● **Exercise**
Repeat the lines below exactly as written, please, from the line with "pub trait SerialIo: AsyncRead" to the line with "behind a transport", both lines included, and no others.

● **Data for analysis**

──────

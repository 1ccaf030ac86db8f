//! Resilient line transport over a serial link
//!
//! A [`Transport`] owns one connection to one controller. Once connected it
//! runs two loops:
//!
//! - a **reader** that splits incoming bytes on `\n` and queues each decoded
//!   line (invalid UTF-8 is replaced, not rejected)
//! - a **writer** that drains the outbound queue, appending `\r\n` and
//!   flushing after every line
//!
//! When either loop fails, both are torn down and a single reconnect loop
//! retries at a fixed delay. Queued inbound and outbound lines survive the
//! reconnect; only [`Transport::close`] clears them.
//!
//! The byte stream comes from a [`Connector`], so tests and simulators can
//! substitute `tokio::io::duplex` streams for real ports.

use std::io::ErrorKind;
use std::sync::{Arc, Mutex};
use std::time::Duration;

use tokio::io::{AsyncRead, AsyncReadExt, AsyncWrite, AsyncWriteExt, ReadHalf, WriteHalf};
use tokio::sync::{mpsc, Mutex as AsyncMutex};
use tokio::task::JoinHandle;
use tokio_serial::SerialPortBuilderExt;
use tracing::{debug, info, warn};

use crate::error::TransportError;
use crate::tasks::lock;

/// Any byte stream a transport can run over
pub trait SerialIo: AsyncRead + AsyncWrite + Unpin + Send + 'static {}

impl<T> SerialIo for T where T: AsyncRead + AsyncWrite + Unpin + Send + 'static {}

pub type BoxedIo = Box<dyn SerialIo>;

/// Opens the byte stream behind a transport
pub trait Connector: Send + Sync + 'static {
    fn open(&self) -> Result<BoxedIo, TransportError>;
}

/// Connector for a real serial port
#[derive(Debug, Clone)]
pub struct SerialConnector {
    port: String,
    baud_rate: u32,
}

impl SerialConnector {
    pub fn new(port: impl Into<String>, baud_rate: u32) -> Self {
        Self {
            port: port.into(),
            baud_rate,
        }
    }
}

impl Connector for SerialConnector {
    fn open(&self) -> Result<BoxedIo, TransportError> {
        let stream = tokio_serial::new(&self.port, self.baud_rate)
            .timeout(Duration::from_millis(100))
            .open_native_async()
            .map_err(|e| TransportError::Open {
                port: self.port.clone(),
                reason: e.to_string(),
            })?;
        Ok(Box::new(stream))
    }
}

/// Connector backed by a closure, for virtual links
pub struct FnConnector<F>(F);

impl<F> FnConnector<F>
where
    F: Fn() -> Result<BoxedIo, TransportError> + Send + Sync + 'static,
{
    pub fn new(open: F) -> Self {
        Self(open)
    }
}

impl<F> Connector for FnConnector<F>
where
    F: Fn() -> Result<BoxedIo, TransportError> + Send + Sync + 'static,
{
    fn open(&self) -> Result<BoxedIo, TransportError> {
        (self.0)()
    }
}

#[derive(Default)]
struct LinkState {
    reader: Option<JoinHandle<()>>,
    writer: Option<JoinHandle<()>>,
    reconnect: Option<JoinHandle<()>>,
    /// Bumped whenever the current loops are retired
    generation: u64,
    closed: bool,
    last_error: Option<String>,
    last_reconnect_error: Option<String>,
}

struct Inner {
    port: String,
    baud_rate: u32,
    connector: Box<dyn Connector>,
    reconnect_delay: Duration,
    inbound_tx: mpsc::UnboundedSender<String>,
    inbound_rx: AsyncMutex<mpsc::UnboundedReceiver<String>>,
    outbound_tx: mpsc::UnboundedSender<String>,
    outbound_rx: Arc<AsyncMutex<mpsc::UnboundedReceiver<String>>>,
    /// Line taken off the outbound queue but not yet flushed
    unsent: Mutex<Option<String>>,
    link: Mutex<LinkState>,
}

/// A line-oriented connection to one controller
#[derive(Clone)]
pub struct Transport {
    inner: Arc<Inner>,
}

impl std::fmt::Debug for Transport {
    fn fmt(&self, f: &mut std::fmt::Formatter<'_>) -> std::fmt::Result {
        f.debug_struct("Transport")
            .field("port", &self.inner.port)
            .field("baud_rate", &self.inner.baud_rate)
            .field("connected", &self.is_connected())
            .finish()
    }
}
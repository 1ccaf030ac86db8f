//! Error types for registry mutations and persistence

use thiserror::Error;

/// Errors that can occur while mutating or persisting the registry
///
/// Validation errors are raised before anything is touched, so a failed
/// mutation leaves the registry unchanged.
#[derive(Debug, Error)]
pub enum RegistryError {
    /// Referenced entity does not exist
    #[error("unknown {kind}: {id}")]
    NotFound { kind: &'static str, id: String },

    /// Required field missing from an upsert payload
    #[error("missing required field: {0}")]
    MissingField(&'static str),

    /// Button references no existing switch
    #[error("button must reference an existing switch")]
    UnknownSwitch,

    /// Button mask is zero, negative, or has more than one bit set
    #[error("button mask must be a single-bit value greater than zero, got {0}")]
    InvalidMask(i64),

    /// Another button on the same switch already uses the mask
    #[error("button mask {mask} already assigned on switch {switch_id}")]
    DuplicateMask { switch_id: String, mask: i64 },

    /// Switch already has as many buttons as it is configured for
    #[error("switch {switch_id} already has its configured {limit} buttons")]
    ButtonLimit { switch_id: String, limit: u8 },

    /// SSR bit index outside 0..=9
    #[error("SSR bit index must be between 0 and {max}, got {got}")]
    InvalidSsrBit { got: i64, max: u8 },

    /// SSR bit already used by another entry
    #[error("bit {0} is already assigned to another SSR")]
    DuplicateSsrBit(u8),

    /// Maximum number of SSR entries reached
    #[error("maximum of {0} SSR entries reached")]
    SsrLimit(usize),

    /// Patch-panel port number out of range
    #[error("port_number must be between 1 and {max}, got {got}")]
    InvalidPort { got: i64, max: u8 },

    /// Persistence I/O failure
    #[error("I/O error: {0}")]
    Io(#[from] std::io::Error),

    /// Persistence (de)serialization failure
    #[error("serialization error: {0}")]
    Serialize(#[from] serde_json::Error),
}

impl RegistryError {
    pub(crate) fn not_found(kind: &'static str, id: impl Into<String>) -> Self {
        RegistryError::NotFound {
            kind,
            id: id.into(),
        }
    }
}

──────

● **Exercise solution**
pub trait SerialIo: AsyncRead + AsyncWrite + Unpin + Send + 'static {}

impl<T> SerialIo for T where T: AsyncRead + AsyncWrite + Unpin + Send + 'static {}

pub type BoxedIo = Box<dyn SerialIo>;

/// Opens the byte stream behind a transport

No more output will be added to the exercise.